Non. Je suis souvent relancé par Doctolib, mais le coût d’abonnement est trop élevé par rapport à mon chiffre d’affaires lié aux consultations. Doctolib, c’est bien pour un médecin et moins adapté selon moi à un psychologue, parce que le premier contact par téléphone est tout à fait essentiel et Doctolib nous prive de ce contact. Je pense que les gens qui téléphonent pour consulter un psychologue ont besoin d’entendre une voix ; ils ont besoin d’un premier échange, même si celui-ci n’est pas long.
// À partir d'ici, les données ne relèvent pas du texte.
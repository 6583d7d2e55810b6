// Pose-resolver branch behaviour: purity, formation orbit, detail
// focus/recede, and camera-tracking scatter.

use bevy::math::{Quat, Vec3};
use constants::motion::{FOCUS_DISTANCE, FOCUS_HEIGHT_FRACTION, RECEDE_DISTANCE, RECEDE_SHRINK};
use tree_scene_core::camera::CameraPose;
use tree_scene_core::field::{FieldParams, LayoutKind, generate_field, spiral_anchor};
use tree_scene_core::mode::EffectiveMode;
use tree_scene_core::pose::{FormationFacing, ItemStyle, face_toward, fit_to_fov, resolve};

fn card_style() -> ItemStyle {
    ItemStyle {
        facing: FormationFacing::Outward,
        intrinsic_height: 1.2,
        crooked: true,
    }
}

fn test_camera() -> CameraPose {
    CameraPose {
        position: Vec3::new(2.0, 5.0, 12.0),
        rotation: Quat::from_rotation_y(0.4) * Quat::from_rotation_x(-0.2),
        fov_y: 0.9,
    }
}

#[test]
fn resolver_is_pure() {
    let field = generate_field(5, LayoutKind::Spiral, &FieldParams::default());
    let camera = test_camera();
    let style = card_style();
    for item in &field {
        let a = resolve(
            EffectiveMode::Chaos, false, false, true, item, &style, &camera, 3.7, 0.15,
        );
        let b = resolve(
            EffectiveMode::Chaos, false, false, true, item, &style, &camera, 3.7, 0.15,
        );
        assert_eq!(a, b, "identical inputs must resolve identically");
    }
}

#[test]
fn formation_positions_match_spiral_at_time_zero() {
    let params = FieldParams::default();
    let field = generate_field(3, LayoutKind::Spiral, &params);
    let camera = test_camera();
    let style = card_style();
    for (i, item) in field.iter().enumerate() {
        let pose = resolve(
            EffectiveMode::Formation, false, false, false, item, &style, &camera, 0.0, 0.15,
        );
        let expected = spiral_anchor(i, 3, &params);
        assert!(
            pose.position.distance(expected) < 1e-4,
            "item {i}: {:?} != spiral anchor {expected:?}",
            pose.position
        );
    }
}

#[test]
fn formation_orbits_rigidly() {
    let params = FieldParams::default();
    let field = generate_field(3, LayoutKind::Spiral, &params);
    let camera = test_camera();
    let style = card_style();
    let speed = 0.15;
    for time in [0.5f32, 2.0, 9.3] {
        let orbit = Quat::from_rotation_y(time * speed);
        for item in &field {
            let pose = resolve(
                EffectiveMode::Formation, false, false, false, item, &style, &camera, time, speed,
            );
            let expected = orbit * item.primary;
            assert!(
                pose.position.distance(expected) < 1e-3,
                "item {} at t={time}: {:?} != {expected:?}",
                item.id,
                pose.position
            );
        }
    }
}

#[test]
fn focused_item_is_pinned_in_front_of_camera() {
    let field = generate_field(3, LayoutKind::Spiral, &FieldParams::default());
    let camera = test_camera();
    let style = card_style();
    let pose = resolve(
        EffectiveMode::Chaos, true, true, false, &field[1], &style, &camera, 4.0, 0.15,
    );

    let expected = camera.position + camera.forward() * FOCUS_DISTANCE;
    assert!(pose.position.distance(expected) < 1e-4);

    // On-screen height fills the target fraction of the view.
    let expected_scale = fit_to_fov(
        camera.fov_y,
        FOCUS_DISTANCE,
        FOCUS_HEIGHT_FRACTION,
        style.intrinsic_height,
    );
    assert!((pose.scale - expected_scale).abs() < 1e-4);

    // Face points back at the camera.
    let face = pose.rotation * Vec3::Z;
    let to_camera = (camera.position - pose.position).normalize();
    assert!(face.dot(to_camera) > 0.999, "focused face must point at the camera");
}

#[test]
fn unfocused_items_recede_behind_the_focused_one() {
    let field = generate_field(3, LayoutKind::Spiral, &FieldParams::default());
    let camera = test_camera();
    let style = card_style();
    for item in [&field[0], &field[2]] {
        let pose = resolve(
            EffectiveMode::Chaos, false, true, false, item, &style, &camera, 4.0, 0.15,
        );
        let expected = camera.position
            + camera.forward() * RECEDE_DISTANCE
            + camera.right() * item.recede.x
            + camera.up() * item.recede.y;
        assert!(
            pose.position.distance(expected) < 1e-3,
            "item {} recede position wrong",
            item.id
        );
        assert!((pose.scale - item.base_size * RECEDE_SHRINK).abs() < 1e-4);
        let forward_depth = (pose.position - camera.position).dot(camera.forward());
        assert!(
            forward_depth > FOCUS_DISTANCE,
            "receding item must sit behind the focus plane"
        );
    }
}

#[test]
fn scatter_positions_track_camera_translation() {
    let field = generate_field(4, LayoutKind::Spiral, &FieldParams::default());
    let style = card_style();
    let camera_a = test_camera();
    let mut camera_b = camera_a;
    let delta = Vec3::new(3.0, -1.0, 2.5);
    camera_b.position += delta;

    for item in &field {
        let a = resolve(
            EffectiveMode::Chaos, false, false, false, item, &style, &camera_a, 1.0, 0.15,
        );
        let b = resolve(
            EffectiveMode::Chaos, false, false, false, item, &style, &camera_b, 1.0, 0.15,
        );
        // Same time, so the drift term cancels and the difference is
        // exactly the camera translation.
        assert!(
            (b.position - a.position).distance(delta) < 1e-3,
            "scatter anchor must ride with the camera"
        );
    }
}

#[test]
fn face_toward_points_plus_z_at_target() {
    let cases = [
        (Vec3::ZERO, Vec3::new(3.0, 1.0, -2.0)),
        (Vec3::new(5.0, -2.0, 1.0), Vec3::new(-4.0, 6.0, 3.0)),
        (Vec3::new(0.0, 2.0, 0.0), Vec3::new(0.0, 9.0, 0.0)), // straight up
    ];
    for (from, to) in cases {
        let rotation = face_toward(from, to);
        let face = rotation * Vec3::Z;
        let dir = (to - from).normalize();
        assert!(
            face.dot(dir) > 0.999,
            "face {face:?} should align with {dir:?}"
        );
    }
    // Coincident points degrade to identity rather than NaN.
    assert_eq!(face_toward(Vec3::ONE, Vec3::ONE), Quat::IDENTITY);
}

#[test]
fn star_spins_about_vertical_axis() {
    let field = generate_field(1, LayoutKind::Apex, &FieldParams::default());
    let camera = test_camera();
    let style = ItemStyle {
        facing: FormationFacing::Spin { speed: 0.6 },
        intrinsic_height: 1.0,
        crooked: false,
    };
    let t = 2.5;
    let pose = resolve(
        EffectiveMode::Formation, false, false, false, &field[0], &style, &camera, t, 0.0,
    );
    let expected = Quat::from_rotation_y(t * 0.6);
    assert!(pose.rotation.angle_between(expected) < 1e-4);
}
Le fait de pratiquer maintenant avec une forte fréquence des consultations à distance vous ouvre-t-il de nouvelles perspectives ? Votre patientèle, demain, pourrait très bien être située dans le Sud-ouest ou dans le Nord ?
J’aimerais bien que ça se passe comme ça et j’y suis complètement ouvert, je n’avais d’ailleurs pas tellement attendu le confinement : sur mon site, j’avais déjà proposé des consultations par visio, car je préfère le cas de quelqu’un que je vois régulièrement et dont une partie des consultations se fait en visio à quelqu’un qui me téléphone en me disant : « Cette fois-ci, je suis trop crevé ; j’ai eu un embouteillage. Je ne peux pas venir », et on saute de ce fait une semaine ou quinze jours.
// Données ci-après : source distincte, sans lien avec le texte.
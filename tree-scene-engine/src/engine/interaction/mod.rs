pub mod picking;
pub mod ray;
pub mod shortcuts;
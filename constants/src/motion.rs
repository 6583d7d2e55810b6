/// Distance in front of the camera at which a focused item is pinned.
pub const FOCUS_DISTANCE: f32 = 5.0;

/// Fraction of the vertical field of view a focused item should fill.
pub const FOCUS_HEIGHT_FRACTION: f32 = 0.7;

/// Distance in front of the camera at which unselected items recede
/// while something is focused.
pub const RECEDE_DISTANCE: f32 = 25.0;

/// Uniform shrink applied to receding items.
pub const RECEDE_SHRINK: f32 = 0.5;

/// Exponential smoothing rates, per second. Camera-locked layouts need
/// the snappy rate so items track the camera without visible lag.
pub const SMOOTHING_FORMATION: f32 = 2.0;
pub const SMOOTHING_TRACKING: f32 = 8.0;

/// Scale boost applied to a hovered, unfocused photo card.
pub const HOVER_SCALE_BOOST: f32 = 1.08;

/// Maximum crooked-hang roll of a photo card, in radians (either sign).
pub const POLAROID_MAX_ROLL: f32 = 0.12;

/// Maximum tilt of a foliage tuft away from vertical, in radians.
pub const FOLIAGE_MAX_TILT: f32 = 0.25;
//! SSH local-forward tunnel supervision.
//!
//! A [`TunnelHandle`] owns one `ssh -N -L` child process and the local port it
//! forwards. Dropping a handle kills the child and releases the port claim, so a
//! tunnel can never outlive the scope that opened it; [`TunnelHandle::close`]
//! is the graceful path.

use std::collections::HashSet;
use std::future::Future;
use std::process::Stdio;
use std::sync::{Arc, Mutex};
use std::time::Duration;

use thiserror::Error;
use tokio::io::{AsyncBufReadExt, AsyncReadExt, BufReader};
use tokio::process::{Child, ChildStderr, Command};
use tracing::{debug, info, warn};

use crate::config::TunnelConfig;
use crate::system::{terminate_child, PortGuard};

#[derive(Debug, Error)]
pub enum TunnelError {
    #[error("tunnel on local port {port} was not established: {diagnostics}")]
    EstablishmentFailed { port: u16, diagnostics: String },

    #[error("local port {0} is already owned by a live tunnel")]
    PortBusy(u16),

    #[error("failed to spawn tunnel process: {0}")]
    Spawn(#[source] std::io::Error),
}

/// Lifecycle of one tunnel.
#[derive(Debug, Clone, Copy, PartialEq, Eq)]
pub enum TunnelState {
    Idle,
    Starting,
    Ready,
    Terminating,
    Closed,
    Failed,
}

impl std::fmt::Display for TunnelState {
    fn fmt(&self, f: &mut std::fmt::Formatter<'_>) -> std::fmt::Result {
        let s = match self {
            Self::Idle => "idle",
            Self::Starting => "starting",
            Self::Ready => "ready",
            Self::Terminating => "terminating",
            Self::Closed => "closed",
            Self::Failed => "failed",
        };
        f.write_str(s)
    }
}

type PortRegistry = Arc<Mutex<HashSet<u16>>>;

/// Claim on a local port inside one manager. Released on drop.
#[derive(Debug)]
struct PortClaim {
    port: u16,
    registry: PortRegistry,
}

impl PortClaim {
    fn acquire(registry: &PortRegistry, port: u16) -> Result<Self, TunnelError> {
        let mut owned = registry.lock().unwrap_or_else(|e| e.into_inner());
        if !owned.insert(port) {
            return Err(TunnelError::PortBusy(port));
        }
        Ok(Self {
            port,
            registry: Arc::clone(registry),
        })
    }
}

impl Drop for PortClaim {
    fn drop(&mut self) {
        let mut owned = self.registry.lock().unwrap_or_else(|e| e.into_inner());
        owned.remove(&self.port);
    }
}

/// A live local forward.
#[derive(Debug)]
pub struct TunnelHandle {
    local_port: u16,
    remote_host: String,
    remote_port: u16,
    child: Child,
    state: TunnelState,
    terminate_grace: Duration,
    _claim: PortClaim,
}

impl TunnelHandle {
    pub fn local_port(&self) -> u16 {
        self.local_port
    }

    pub fn remote_host(&self) -> &str {
        &self.remote_host
    }

    pub fn remote_port(&self) -> u16 {
        self.remote_port
    }

    pub fn state(&self) -> TunnelState {
        self.state
    }

    pub fn pid(&self) -> Option<u32> {
        self.child.id()
    }

    /// Whether the forwarding process is still running.
    pub fn is_alive(&mut self) -> bool {
        matches!(self.child.try_wait(), Ok(None))
    }

    /// Terminate the forward: SIGTERM, bounded wait, then SIGKILL.
    ///
    /// Safe when the process has already exited.
    pub async fn close(mut self) -> TunnelState {
        self.transition(TunnelState::Terminating);
        terminate_child(&mut self.child, self.terminate_grace).await;
        self.transition(TunnelState::Closed);
        info!(
            local_port = self.local_port,
            remote_host = %self.remote_host,
            "tunnel closed"
        );
        self.state
    }

    fn transition(&mut self, next: TunnelState) {
        debug!(
            local_port = self.local_port,
            from = %self.state,
            to = %next,
            "tunnel state change"
        );
        self.state = next;
    }
}

/// Opens and supervises local-forward tunnels.
#[derive(Debug, Clone)]
pub struct TunnelManager {
    ssh_program: String,
    ssh_prefix_args: Vec<String>,
    forward_host: String,
    ready_timeout: Duration,
    terminate_grace: Duration,
    guard: PortGuard,
    owned: PortRegistry,
}

impl TunnelManager {
    pub fn new(config: &TunnelConfig) -> Self {
        Self {
            ssh_program: config.ssh_binary.clone(),
            ssh_prefix_args: Vec::new(),
            forward_host: config.forward_host.clone(),
            ready_timeout: config.ready_timeout(),
            terminate_grace: config.terminate_grace(),
            guard: PortGuard::from_config(config),
            owned: Arc::new(Mutex::new(HashSet::new())),
        }
    }

    /// Replace the ssh executable, placing `prefix_args` before the forward arguments.
    pub fn with_ssh_command(mut self, program: impl Into<String>, prefix_args: Vec<String>) -> Self {
        self.ssh_program = program.into();
        self.ssh_prefix_args = prefix_args;
        self
    }

    pub fn with_port_guard(mut self, guard: PortGuard) -> Self {
        self.guard = guard;
        self
    }

    /// Local ports currently owned by live handles from this manager.
    pub fn owned_ports(&self) -> Vec<u16> {
        let owned = self.owned.lock().unwrap_or_else(|e| e.into_inner());
        let mut ports: Vec<u16> = owned.iter().copied().collect();
        ports.sort_unstable();
        ports
    }

    /// Start `ssh -N -L local_port:<forward_host>:remote_port remote_host` and
    /// wait for the local port to accept connections.
    pub async fn open(
        &self,
        local_port: u16,
        remote_host: &str,
        remote_port: u16,
    ) -> Result<TunnelHandle, TunnelError> {
        let claim = PortClaim::acquire(&self.owned, local_port)?;
        debug!(local_port, from = %TunnelState::Idle, to = %TunnelState::Starting, "tunnel state change");

        let cleared = self.guard.ensure_free(local_port).await;
        if !cleared.is_empty() {
            info!(local_port, pids = ?cleared, "cleared stale listeners before opening tunnel");
        }

        let forward = format!("{}:{}:{}", local_port, self.forward_host, remote_port);
        info!(local_port, remote_host, remote_port, "opening tunnel");

        let mut child = Command::new(&self.ssh_program)
            .args(&self.ssh_prefix_args)
            .arg("-N")
            .arg("-o")
            .arg("ExitOnForwardFailure=yes")
            .arg("-o")
            .arg("BatchMode=yes")
            .arg("-L")
            .arg(&forward)
            .arg(remote_host)
            .stdin(Stdio::null())
            .stdout(Stdio::null())
            .stderr(Stdio::piped())
            .kill_on_drop(true)
            .spawn()
            .map_err(TunnelError::Spawn)?;
        let stderr = child.stderr.take();

        let exited_early = tokio::select! {
            status = child.wait() => Some(status),
            ready = self.guard.wait_for_open(local_port, self.ready_timeout) => {
                if ready {
                    None
                } else {
                    terminate_child(&mut child, self.terminate_grace).await;
                    let diagnostics = collect_stderr(stderr, self.terminate_grace).await;
                    return Err(self.failed(local_port, format!(
                        "port did not open within {:.1}s{}",
                        self.ready_timeout.as_secs_f64(),
                        with_detail(&diagnostics),
                    )));
                }
            }
        };

        if let Some(status) = exited_early {
            let diagnostics = collect_stderr(stderr, self.terminate_grace).await;
            let code = status.ok().and_then(|s| s.code());
            return Err(self.failed(
                local_port,
                format!("tunnel process exited with code {:?}{}", code, with_detail(&diagnostics)),
            ));
        }

        if let Some(stderr) = stderr {
            tokio::spawn(drain_stderr(local_port, stderr));
        }

        info!(local_port, remote_host, remote_port, pid = child.id(), "tunnel ready");
        let mut handle = TunnelHandle {
            local_port,
            remote_host: remote_host.to_string(),
            remote_port,
            child,
            state: TunnelState::Starting,
            terminate_grace: self.terminate_grace,
            _claim: claim,
        };
        handle.transition(TunnelState::Ready);
        Ok(handle)
    }

    /// Run `f` with an open tunnel and close it afterwards, whatever `f` returns.
    ///
    /// If `f` panics the handle is dropped, which kills the child and releases
    /// the port claim.
    pub async fn with_tunnel<F, Fut, T>(
        &self,
        local_port: u16,
        remote_host: &str,
        remote_port: u16,
        f: F,
    ) -> Result<T, TunnelError>
    where
        F: FnOnce(u16) -> Fut,
        Fut: Future<Output = T>,
    {
        let handle = self.open(local_port, remote_host, remote_port).await?;
        let output = f(handle.local_port()).await;
        handle.close().await;
        Ok(output)
    }

    fn failed(&self, port: u16, diagnostics: String) -> TunnelError {
        warn!(
            local_port = port,
            from = %TunnelState::Starting,
            to = %TunnelState::Failed,
            diagnostics = %diagnostics,
            "tunnel establishment failed"
        );
        TunnelError::EstablishmentFailed { port, diagnostics }
    }
}

fn with_detail(diagnostics: &str) -> String {
    if diagnostics.is_empty() {
        String::new()
    } else {
        format!(": {}", diagnostics)
    }
}

async fn collect_stderr(stderr: Option<ChildStderr>, limit: Duration) -> String {
    let Some(mut stderr) = stderr else {
        return String::new();
    };
    let mut buf = Vec::new();
    let _ = tokio::time::timeout(limit, stderr.read_to_end(&mut buf)).await;
    String::from_utf8_lossy(&buf).trim().to_string()
}

async fn drain_stderr(local_port: u16, stderr: ChildStderr) {
    let mut lines = BufReader::new(stderr).lines();
    while let Ok(Some(line)) = lines.next_line().await {
        debug!(local_port, line = %line, "tunnel stderr");
    }
}

// ---------------------------------------------------------------------------
// Tests
// ---------------------------------------------------------------------------

#[cfg(all(test, unix))]
mod tests {
    use super::*;
    use tokio::net::TcpListener;

    fn manager_with_script(script: &str, ready_timeout: Duration) -> TunnelManager {
        let config = TunnelConfig {
            ready_timeout_secs: 1,
            poll_interval_ms: 50,
            terminate_grace_ms: 200,
            release_grace_ms: 10,
            ..TunnelConfig::default()
        };
        let mut manager = TunnelManager::new(&config).with_ssh_command(
            "/bin/sh",
            vec!["-c".to_string(), script.to_string(), "fake-ssh".to_string()],
        );
        manager.ready_timeout = ready_timeout;
        manager
    }

    #[tokio::test]
    async fn test_open_reports_early_exit_with_diagnostics() {
        let manager = manager_with_script(
            "echo 'bind [127.0.0.1]:6001: Address already in use' >&2; exit 255",
            Duration::from_secs(5),
        );
        let port = TcpListener::bind("127.0.0.1:0")
            .await
            .unwrap()
            .local_addr()
            .unwrap()
            .port();

        let err = manager.open(port, "simw01", 5432).await.unwrap_err();
        match err {
            TunnelError::EstablishmentFailed { port: p, diagnostics } => {
                assert_eq!(p, port);
                assert!(diagnostics.contains("Address already in use"), "{diagnostics}");
                assert!(diagnostics.contains("255"), "{diagnostics}");
            }
            other => panic!("unexpected error: {other}"),
        }
        assert!(manager.owned_ports().is_empty());
    }

    #[tokio::test]
    async fn test_open_times_out_when_port_never_binds() {
        let manager = manager_with_script("exec sleep 30", Duration::from_millis(300));
        let port = TcpListener::bind("127.0.0.1:0")
            .await
            .unwrap()
            .local_addr()
            .unwrap()
            .port();

        let err = manager.open(port, "simw01", 5432).await.unwrap_err();
        assert!(matches!(err, TunnelError::EstablishmentFailed { .. }));
        assert!(err.to_string().contains("did not open"));
        assert!(manager.owned_ports().is_empty());
    }

    #[tokio::test]
    async fn test_ready_handle_owns_port_until_closed() {
        // Our own listener stands in for the forward; the port guard never kills this process.
        let listener = TcpListener::bind("127.0.0.1:0").await.unwrap();
        let port = listener.local_addr().unwrap().port();
        let manager = manager_with_script("exec sleep 30", Duration::from_secs(2));

        let mut handle = manager.open(port, "simw01", 5432).await.unwrap();
        assert_eq!(handle.state(), TunnelState::Ready);
        assert_eq!(handle.local_port(), port);
        assert_eq!(handle.remote_host(), "simw01");
        assert!(handle.is_alive());
        assert_eq!(manager.owned_ports(), vec![port]);

        let second = manager.open(port, "simw01", 5432).await;
        assert!(matches!(second, Err(TunnelError::PortBusy(p)) if p == port));

        assert_eq!(handle.close().await, TunnelState::Closed);
        assert!(manager.owned_ports().is_empty());
    }

    #[tokio::test]
    async fn test_close_after_process_exited() {
        let listener = TcpListener::bind("127.0.0.1:0").await.unwrap();
        let port = listener.local_addr().unwrap().port();
        let manager = manager_with_script("sleep 0.2", Duration::from_secs(2));

        let mut handle = manager.open(port, "simw01", 5432).await.unwrap();
        tokio::time::sleep(Duration::from_millis(600)).await;
        assert!(!handle.is_alive());
        assert_eq!(handle.close().await, TunnelState::Closed);
    }

    #[tokio::test]
    async fn test_with_tunnel_always_releases() {
        let listener = TcpListener::bind("127.0.0.1:0").await.unwrap();
        let port = listener.local_addr().unwrap().port();
        let manager = manager_with_script("exec sleep 30", Duration::from_secs(2));

        let seen = manager
            .with_tunnel(port, "simw01", 5432, |local| async move { local })
            .await
            .unwrap();
        assert_eq!(seen, port);
        assert!(manager.owned_ports().is_empty());
    }

    #[tokio::test]
    async fn test_spawn_failure() {
        let config = TunnelConfig {
            ssh_binary: "/nonexistent/ssh-for-tests".to_string(),
            release_grace_ms: 10,
            ..TunnelConfig::default()
        };
        let manager = TunnelManager::new(&config);
        let err = manager.open(1, "simw01", 5432).await.unwrap_err();
        assert!(matches!(err, TunnelError::Spawn(_)));
        assert!(manager.owned_ports().is_empty());
    }
}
Dans l’évolution des situations que l’on évoque avec vous, y a-t-il une trop grande psychologisation des difficultés dans le monde du travail ou constatez-vous que le monde contemporain du travail aujourd’hui génère effectivement des souffrances, des douleurs ?
Je lutte contre cette psychologisation, parce que c’est simple pour une entreprise de dire que telle ou telle tentative de suicide, tel ou tel burn-out est dû à la fragilité de la personne. En fait, clairement ça ne veut rien dire. Chaque fois que j’interviens quelque part, j’invite, à chaque fois qu’il y a un cas d’une personne qui est en souffrance, bien sûr à ce qu’on aide cette personne – et un service de psychologie est utile dans ce cas – mais à ce qu’on ne s’arrête pas là et qu’il y ait toujours un questionnement de l’organisation du travail. Il y a une métaphore qu’on m’a partagée un jour et que j’utilise souvent : les personnes qui sont fragiles et en souffrance peuvent être comparées aux canaris qu’emmenaient les mineurs dans les mines. Les canaris étaient sensibles au grisou. Le canari dans une cage qui se sentait mal révélait souvent la présence du grisou, non perçue encore par les mineurs.
Il était temps alors de remonter pour éviter de provoquer une explosion. Le grisou, c’est potentiellement l’organisation du travail. Il faut donc bien sûr soigner le canari, mais il faut aussi soigner le grisou.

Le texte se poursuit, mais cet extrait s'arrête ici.